The three Capricorn One astronauts are played by James Brolin, Sam Waterston, and O.J. Simpson. Brolin plays Col. Charles Brubaker, the lead astronaut. Brubaker's a stoic hero who must grapple with the dilemma to preserve the Mars program he's invested so much of his life to or deal with his legacy when the lie finally comes to light. Brolin was never an A list actor but when he landed a good role in a good film he was solid whether it be in Michael Crichton's WESTWORLD (1973) or CAPRICORN ONE. Sam Waterston (THE KILLING FIELDS) as Lt. Col. Peter Willis brings some needed humor with some of the film's best one liners and jokes as they deal with their dire situation. And before he became the most famous accused celebrity murderer in history, O.J. Simpson was a decent actor after his football career. Check out Simpson in John Guillermin's THE TOWERING INFERNO (1974) or David Zucker's THE NAKED GUN (1988) and its sequels.  CAPRICORN ONE is probably Simpson's best performance (until his murder trial in 1995) as astronaut John Walker. 

Other familiar faces in CAPRICORN ONE include Brenda Vaccaro (MIDNIGHT COWBOY) as Brubaker's wife Kay, David Huddleston (THE BIG LEBOWSKI) as Senator Hollis Peaker, Robert Walden (TVs LOU GRANT) as the unfortunate NASA technician Elliot Whitter, and Karen Black (FIVE EASY PIECES) as Caulfield's rival TV reporter and friend Judy Drinkwater. Two actors nearly steal CAPRICORN ONE from the main stars in their brief scenes: David Doyle as Caufield's exasperated editor Walter Loughlin and Telly Savalas as the crop duster pilot Albain who sees "perverts" everywhere. A favorite character actor that Hyams would use in several of his films is James B. Sikking. In CAPRICORN ONE, Sikking is the Control Room Man at the clandestine Mars set, directing the phony Mars lunar walk, puffing on a pipe. Sikking appears in Hyams OUTLAND and THE STAR CHAMBER. Sikking would use the pipe prop extensively as SWAT leader Lt. Howard Hunter on TV's HILL STREET BLUES (1981 to 1987).  

Some final CAPRICORN ONE trivia tidbits. The fictional corporation Con Amalgamate who made the faulty life support system for NASA in CAPRICORN ONE plays a big part in Hyams next film, the science fiction western OUTLAND.  In OUTLAND, Con Amalgamate is the evil company represented by Peter Boyle that Sean Connery must go up against on the Jupiter moon of Io and its mining colony.
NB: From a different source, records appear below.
use crate::config::types::Config;
use crate::error::Result;
use crate::platform::api::PlatformApiClient;
use crate::platform::api::types::RelaySummary;
use colored::Colorize;

fn colored_health(status: &str) -> String {
    match status {
        "healthy" => status.green().to_string(),
        "degraded" => status.yellow().to_string(),
        "unhealthy" => status.red().to_string(),
        _ => status.dimmed().to_string(),
    }
}

fn print_relay(relay: &RelaySummary) {
    println!(
        "  {:<24} {:<10} {:<10} {}",
        relay.relay_name.cyan(),
        colored_health(&relay.status),
        relay.queue_provider.as_deref().unwrap_or("-"),
        relay
            .last_heartbeat
            .as_deref()
            .map(|h| format!("last heartbeat {}", h))
            .unwrap_or_else(|| "no heartbeat yet".to_string())
            .dimmed()
    );
    println!("  {}", relay.relay_id.dimmed());
}

/// `relay-ctl relays`
pub async fn handle_relays(config: &Config, json: bool) -> Result<()> {
    let client = PlatformApiClient::new(&config.api)?;
    let list = client.list_relays().await?;

    if json {
        println!("{}", serde_json::to_string_pretty(&list)?);
        return Ok(());
    }

    if list.relays.is_empty() {
        println!("No relays registered. Run {} to provision one.", "relay-ctl deploy".cyan());
        return Ok(());
    }

    println!("\n{} ({})", "Relays".bold(), list.total);
    for relay in &list.relays {
        print_relay(relay);
    }
    Ok(())
}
And although NASA comes off as the bad guys in CAPRICORN ONE, NASA gave its full support to the making of the film, supplying the production with all kinds of equipment and expertise.  

Today, summer films with their big budgets and incredible special effects are the norm for movie going audiences. Back in the mid to late 70s, Hollywood was just starting to figure out that summer was a window to release your best high concept films. Yes, audiences were on summer vacations but there were also millions of teenagers with nothing to do during the summer except to go to the movies.  JAWS would be the first film to capitalize on this. CAPRICORN ONE was an anomaly, a plot driven, well written thriller that became the biggest grossing independent film of 1977.  The fact that CAPRICORN ONE didn't get lost behind two other giatn summer blockbusters of 1977 called STAR WARS and CLOSE ENCOUNTERS OF THE THIRD KIND is a nice testament to CAPRICORN ONE, the little conspiracy thriller that could.